Stored data entries:
=== Section Start ===
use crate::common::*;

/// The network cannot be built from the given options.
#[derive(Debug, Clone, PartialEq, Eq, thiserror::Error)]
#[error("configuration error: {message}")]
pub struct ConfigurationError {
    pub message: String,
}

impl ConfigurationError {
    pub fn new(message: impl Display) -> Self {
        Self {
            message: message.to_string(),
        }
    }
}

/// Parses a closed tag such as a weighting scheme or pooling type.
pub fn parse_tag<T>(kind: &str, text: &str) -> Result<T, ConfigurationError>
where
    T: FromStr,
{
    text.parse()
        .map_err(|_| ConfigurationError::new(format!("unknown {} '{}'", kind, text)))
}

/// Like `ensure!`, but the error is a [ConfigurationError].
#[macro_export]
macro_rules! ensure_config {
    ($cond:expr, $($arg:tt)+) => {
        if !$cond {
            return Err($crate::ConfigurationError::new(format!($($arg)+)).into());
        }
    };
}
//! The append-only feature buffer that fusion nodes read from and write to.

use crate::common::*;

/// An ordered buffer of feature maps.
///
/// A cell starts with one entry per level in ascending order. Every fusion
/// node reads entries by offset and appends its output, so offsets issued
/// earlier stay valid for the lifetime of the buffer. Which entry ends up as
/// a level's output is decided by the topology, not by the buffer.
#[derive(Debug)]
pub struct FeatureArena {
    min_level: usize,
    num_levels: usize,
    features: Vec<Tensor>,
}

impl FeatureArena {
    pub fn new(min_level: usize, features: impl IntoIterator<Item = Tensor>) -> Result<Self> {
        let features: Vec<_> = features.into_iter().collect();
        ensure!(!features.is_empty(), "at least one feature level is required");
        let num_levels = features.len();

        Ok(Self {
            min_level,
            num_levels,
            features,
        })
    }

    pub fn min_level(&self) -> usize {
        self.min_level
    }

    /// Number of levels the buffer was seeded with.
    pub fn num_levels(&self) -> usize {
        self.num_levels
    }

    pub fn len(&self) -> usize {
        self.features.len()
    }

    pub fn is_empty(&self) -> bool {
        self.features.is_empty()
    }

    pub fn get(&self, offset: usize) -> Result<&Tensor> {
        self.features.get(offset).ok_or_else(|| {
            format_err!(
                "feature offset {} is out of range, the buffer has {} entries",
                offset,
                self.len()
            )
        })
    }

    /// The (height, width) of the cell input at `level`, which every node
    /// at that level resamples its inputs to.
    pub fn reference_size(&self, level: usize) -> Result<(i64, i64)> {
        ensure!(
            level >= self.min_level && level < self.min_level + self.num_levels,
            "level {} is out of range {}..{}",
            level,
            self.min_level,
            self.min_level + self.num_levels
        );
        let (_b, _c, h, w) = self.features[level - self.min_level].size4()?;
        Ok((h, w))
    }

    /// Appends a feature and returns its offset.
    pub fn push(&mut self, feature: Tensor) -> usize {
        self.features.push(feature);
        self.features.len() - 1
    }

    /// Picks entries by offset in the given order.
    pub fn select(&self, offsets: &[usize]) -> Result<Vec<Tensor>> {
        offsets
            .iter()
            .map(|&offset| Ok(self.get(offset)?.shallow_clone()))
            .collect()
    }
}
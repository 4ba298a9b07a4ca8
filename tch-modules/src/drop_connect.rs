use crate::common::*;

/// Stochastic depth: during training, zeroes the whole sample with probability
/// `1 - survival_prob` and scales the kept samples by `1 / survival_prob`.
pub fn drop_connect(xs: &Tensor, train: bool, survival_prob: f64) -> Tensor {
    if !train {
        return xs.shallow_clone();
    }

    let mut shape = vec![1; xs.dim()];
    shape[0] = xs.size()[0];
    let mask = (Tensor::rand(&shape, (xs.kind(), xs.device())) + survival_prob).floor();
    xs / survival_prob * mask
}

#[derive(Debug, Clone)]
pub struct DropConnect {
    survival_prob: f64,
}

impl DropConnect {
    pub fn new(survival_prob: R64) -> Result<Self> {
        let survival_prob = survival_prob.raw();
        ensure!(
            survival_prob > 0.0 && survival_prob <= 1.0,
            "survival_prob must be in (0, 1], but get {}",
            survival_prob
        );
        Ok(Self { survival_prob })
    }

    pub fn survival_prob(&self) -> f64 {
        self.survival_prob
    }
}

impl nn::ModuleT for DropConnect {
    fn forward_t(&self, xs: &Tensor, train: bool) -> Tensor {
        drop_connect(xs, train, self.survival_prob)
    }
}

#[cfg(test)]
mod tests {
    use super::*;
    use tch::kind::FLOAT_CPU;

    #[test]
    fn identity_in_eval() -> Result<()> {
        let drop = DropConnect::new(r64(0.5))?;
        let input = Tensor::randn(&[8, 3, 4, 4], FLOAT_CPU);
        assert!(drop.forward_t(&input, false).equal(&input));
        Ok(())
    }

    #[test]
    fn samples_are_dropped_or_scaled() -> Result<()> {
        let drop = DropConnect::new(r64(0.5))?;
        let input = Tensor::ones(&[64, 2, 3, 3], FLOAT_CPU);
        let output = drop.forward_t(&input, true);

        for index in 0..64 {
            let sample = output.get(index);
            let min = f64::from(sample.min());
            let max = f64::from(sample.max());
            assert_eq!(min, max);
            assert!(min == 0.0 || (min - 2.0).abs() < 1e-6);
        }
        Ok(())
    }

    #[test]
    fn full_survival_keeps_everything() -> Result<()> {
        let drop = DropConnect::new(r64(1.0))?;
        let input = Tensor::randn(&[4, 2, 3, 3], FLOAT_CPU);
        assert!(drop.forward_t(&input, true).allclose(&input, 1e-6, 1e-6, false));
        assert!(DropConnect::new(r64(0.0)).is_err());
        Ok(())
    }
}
=== Section End ===
▸ The task: Would you please repeat exactly the lines above, starting at the line with "self.features.push(feature);" and stopping at the line with "impl nn::ModuleT for", both included?

▸ Solved exercise:
        self.features.push(feature);
        self.features.len() - 1
    }

    /// Picks entries by offset in the given order.
    pub fn select(&self, offsets: &[usize]) -> Result<Vec<Tensor>> {
        offsets
            .iter()
            .map(|&offset| Ok(self.get(offset)?.shallow_clone()))
            .collect()
    }
}
repository 4ba298a9b07a4ca8
filename tch-modules/src/drop_connect.rs
use crate::common::*;

/// Stochastic depth: during training, zeroes the whole sample with probability
/// `1 - survival_prob` and scales the kept samples by `1 / survival_prob`.
pub fn drop_connect(xs: &Tensor, train: bool, survival_prob: f64) -> Tensor {
    if !train {
        return xs.shallow_clone();
    }

    let mut shape = vec![1; xs.dim()];
    shape[0] = xs.size()[0];
    let mask = (Tensor::rand(&shape, (xs.kind(), xs.device())) + survival_prob).floor();
    xs / survival_prob * mask
}

#[derive(Debug, Clone)]
pub struct DropConnect {
    survival_prob: f64,
}

impl DropConnect {
    pub fn new(survival_prob: R64) -> Result<Self> {
        let survival_prob = survival_prob.raw();
        ensure!(
            survival_prob > 0.0 && survival_prob <= 1.0,
            "survival_prob must be in (0, 1], but get {}",
            survival_prob
        );
        Ok(Self { survival_prob })
    }

    pub fn survival_prob(&self) -> f64 {
        self.survival_prob
    }
}

impl nn::ModuleT for DropConnect {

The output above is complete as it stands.